Collected data:
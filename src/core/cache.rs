//! In-memory response cache: a fingerprint-keyed TTL map with a background
//! sweep. `generate_key` produces stable keys across property-insertion
//! order and bounds key size to the last `MAX_KEY_MESSAGES` messages.

use dashmap::DashMap;
use serde_json::{Map, Value};
use sha2::{Digest, Sha256};
use std::collections::BTreeMap;
use std::sync::atomic::{AtomicU64, Ordering};
use std::time::{Duration, Instant};
use tracing::debug;

use crate::core::types::{ChatRequest, Message};

/// Only the last N messages participate in the cache fingerprint, bounding
/// key size for long conversations.
pub const MAX_KEY_MESSAGES: usize = 10;

pub const DEFAULT_TTL_SECS: u64 = 60;
pub const DEFAULT_SWEEP_INTERVAL_MS: u64 = 300_000;

struct Entry {
    value: Value,
    expires_at: Instant,
    category: String,
}

#[derive(Debug, Clone, Default)]
pub struct CacheStats {
    pub hits: u64,
    pub misses: u64,
    pub size: usize,
    pub categories: Vec<String>,
    pub hit_rate: f64,
}

pub struct ResponseCache {
    entries: DashMap<String, Entry>,
    hits: AtomicU64,
    misses: AtomicU64,
    enabled: bool,
}

impl ResponseCache {
    pub fn new(enabled: bool) -> Self {
        Self {
            entries: DashMap::new(),
            hits: AtomicU64::new(0),
            misses: AtomicU64::new(0),
            enabled,
        }
    }

    /// `CACHE_ENABLED` gates the cache; any value other than the literal
    /// string `"false"` enables it (including the variable being unset).
    pub fn from_env() -> Self {
        let enabled = std::env::var("CACHE_ENABLED")
            .map(|v| v != "false")
            .unwrap_or(true);
        Self::new(enabled)
    }

    pub fn is_enabled(&self) -> bool {
        self.enabled
    }

    pub fn get(&self, key: &str) -> Option<Value> {
        if !self.enabled {
            return None;
        }
        match self.entries.get(key) {
            Some(entry) if entry.expires_at > Instant::now() => {
                self.hits.fetch_add(1, Ordering::Relaxed);
                Some(entry.value.clone())
            }
            Some(_) => {
                self.misses.fetch_add(1, Ordering::Relaxed);
                self.entries.remove(key);
                None
            }
            None => {
                self.misses.fetch_add(1, Ordering::Relaxed);
                None
            }
        }
    }

    pub fn set(&self, key: String, value: Value, ttl_seconds: u64, category: &str) {
        if !self.enabled {
            return;
        }
        self.entries.insert(
            key,
            Entry {
                value,
                expires_at: Instant::now() + Duration::from_secs(ttl_seconds),
                category: category.to_string(),
            },
        );
    }

    pub async fn get_or_set<F, Fut>(
        &self,
        key: &str,
        ttl_seconds: u64,
        category: &str,
        factory: F,
    ) -> Value
    where
        F: FnOnce() -> Fut,
        Fut: std::future::Future<Output = Value>,
    {
        if let Some(value) = self.get(key) {
            return value;
        }
        let value = factory().await;
        self.set(key.to_string(), value.clone(), ttl_seconds, category);
        value
    }

    pub fn stats(&self) -> CacheStats {
        let hits = self.hits.load(Ordering::Relaxed);
        let misses = self.misses.load(Ordering::Relaxed);
        let total = hits + misses;
        let mut categories: Vec<String> = self
            .entries
            .iter()
            .map(|e| e.category.clone())
            .collect::<std::collections::HashSet<_>>()
            .into_iter()
            .collect();
        categories.sort();
        CacheStats {
            hits,
            misses,
            size: self.entries.len(),
            categories,
            hit_rate: if total == 0 {
                0.0
            } else {
                hits as f64 / total as f64
            },
        }
    }

    /// Removes expired entries without blocking request handling; intended
    /// to run on a periodic `tokio::time::interval` task.
    pub fn sweep(&self) {
        let before = self.entries.len();
        let now = Instant::now();
        self.entries.retain(|_, entry| entry.expires_at > now);
        let removed = before - self.entries.len();
        if removed > 0 {
            debug!(removed, "swept expired cache entries");
        }
    }

    pub fn spawn_sweeper(self: std::sync::Arc<Self>, interval_ms: u64) {
        tokio::spawn(async move {
            let mut ticker = tokio::time::interval(Duration::from_millis(interval_ms));
            loop {
                ticker.tick().await;
                self.sweep();
            }
        });
    }
}

/// Canonicalizes a `serde_json::Value` to a string with object keys sorted
/// at every level, so property-insertion order never affects the result.
fn canonicalize(value: &Value) -> String {
    match value {
        Value::Object(map) => {
            let sorted: BTreeMap<&String, &Value> = map.iter().collect();
            let mut out = String::from("{");
            for (i, (k, v)) in sorted.iter().enumerate() {
                if i > 0 {
                    out.push(',');
                }
                out.push_str(&format!("{:?}:{}", k, canonicalize(v)));
            }
            out.push('}');
            out
        }
        Value::Array(items) => {
            let mut out = String::from("[");
            for (i, item) in items.iter().enumerate() {
                if i > 0 {
                    out.push(',');
                }
                out.push_str(&canonicalize(item));
            }
            out.push(']');
            out
        }
        other => other.to_string(),
    }
}

fn message_to_kv(message: &Message) -> String {
    let role = match message.role {
        crate::core::types::Role::System => "system",
        crate::core::types::Role::User => "user",
        crate::core::types::Role::Assistant => "assistant",
    };
    format!("{}:{}", role, message.content.as_text())
}

/// Builds the `{provider, modelName, messages, temperature, max_tokens}`
/// fingerprint used to key non-streaming completion responses.
pub fn generate_request_key(provider: &str, model_name: &str, request: &ChatRequest) -> String {
    let trimmed: Vec<&Message> = request
        .messages
        .iter()
        .rev()
        .take(MAX_KEY_MESSAGES)
        .collect::<Vec<_>>()
        .into_iter()
        .rev()
        .collect();
    let messages_str: Vec<String> = trimmed.iter().map(|m| message_to_kv(m)).collect();

    let mut obj = Map::new();
    obj.insert("provider".into(), Value::String(provider.to_string()));
    obj.insert("modelName".into(), Value::String(model_name.to_string()));
    obj.insert(
        "messages".into(),
        Value::Array(messages_str.into_iter().map(Value::String).collect()),
    );
    obj.insert(
        "temperature".into(),
        serde_json::Number::from_f64(request.temperature as f64)
            .map(Value::Number)
            .unwrap_or(Value::Null),
    );
    obj.insert(
        "max_tokens".into(),
        Value::Number(request.max_tokens.into()),
    );

    generate_key(&Value::Object(obj), &[])
}

/// General-purpose fingerprint generator. If `input` is an object/array it
/// is canonicalized (sorted keys at every level) then SHA-256 hashed; if
/// it's a primitive it is stringified and joined to `extras` with `-`.
pub fn generate_key(input: &Value, extras: &[&str]) -> String {
    match input {
        Value::Object(_) | Value::Array(_) => {
            let canonical = canonicalize(input);
            let mut hasher = Sha256::new();
            hasher.update(canonical.as_bytes());
            format!("sha256-{}", hex::encode(hasher.finalize()))
        }
        primitive => {
            let mut parts = vec![primitive_to_string(primitive)];
            parts.extend(extras.iter().map(|s| s.to_string()));
            parts.join("-")
        }
    }
}

fn primitive_to_string(value: &Value) -> String {
    match value {
        Value::String(s) => s.clone(),
        Value::Bool(b) => b.to_string(),
        Value::Number(n) => n.to_string(),
        Value::Null => "null".to_string(),
        other => other.to_string(),
    }
}

#[cfg(test)]
mod tests {
    use super::*;
    use serde_json::json;

    #[test]
    fn key_stable_under_property_reorder() {
        let a = json!({"a": 1, "b": {"x": 1, "y": 2}});
        let b = json!({"b": {"y": 2, "x": 1}, "a": 1});
        assert_eq!(generate_key(&a, &[]), generate_key(&b, &[]));
    }

    #[test]
    fn key_depends_only_on_last_n_messages() {
        use crate::core::types::{ChatRequest, Content, Message, Role};

        fn req_with(n: usize, prefix_garbage: usize) -> ChatRequest {
            let mut messages = Vec::new();
            for i in 0..prefix_garbage {
                messages.push(Message {
                    role: Role::User,
                    content: Content::Text(format!("garbage-{}", i)),
                });
            }
            for i in 0..n {
                messages.push(Message {
                    role: Role::User,
                    content: Content::Text(format!("keep-{}", i)),
                });
            }
            ChatRequest {
                model: "gpt-4o".into(),
                messages,
                temperature: 0.7,
                max_tokens: 1000,
                top_p: None,
                frequency_penalty: None,
                presence_penalty: None,
                stop: None,
                response_format: None,
                request_id: None,
                nocache: None,
            }
        }

        let a = req_with(MAX_KEY_MESSAGES, 0);
        let b = req_with(MAX_KEY_MESSAGES, 5);
        assert_eq!(
            generate_request_key("openai", "gpt-4o", &a),
            generate_request_key("openai", "gpt-4o", &b)
        );
    }

    #[tokio::test]
    async fn round_trips_within_ttl() {
        let cache = ResponseCache::new(true);
        cache.set("k".into(), json!({"v": 1}), 60, "general");
        assert_eq!(cache.get("k"), Some(json!({"v": 1})));
    }

    #[tokio::test]
    async fn expires_after_ttl() {
        let cache = ResponseCache::new(true);
        cache.set("k".into(), json!({"v": 1}), 0, "general");
        tokio::time::sleep(Duration::from_millis(5)).await;
        assert_eq!(cache.get("k"), None);
    }

    #[test]
    fn disabled_cache_never_hits() {
        let cache = ResponseCache::new(false);
        cache.set("k".into(), json!(1), 60, "general");
        assert_eq!(cache.get("k"), None);
    }

    #[tokio::test]
    async fn get_or_set_calls_factory_once_on_miss() {
        use std::sync::atomic::{AtomicU32, Ordering};
        let cache = ResponseCache::new(true);
        let calls = std::sync::Arc::new(AtomicU32::new(0));
        let calls2 = calls.clone();
        let v = cache
            .get_or_set("k", 60, "general", || async move {
                calls2.fetch_add(1, Ordering::SeqCst);
                json!(42)
            })
            .await;
        assert_eq!(v, json!(42));
        assert_eq!(calls.load(Ordering::SeqCst), 1);
    }
}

(Exercise) Would you copy, unchanged, the stretch of the records above that begins at the line containing "let mut ticker" and ends at the line containing "fn canonicalize(value: &Value)", and only that?

(Response to the task)
            let mut ticker = tokio::time::interval(Duration::from_millis(interval_ms));
            loop {
                ticker.tick().await;
                self.sweep();
            }
        });
    }
}

/// Canonicalizes a `serde_json::Value` to a string with object keys sorted
/// at every level, so property-insertion order never affects the result.
fn canonicalize(value: &Value) -> String {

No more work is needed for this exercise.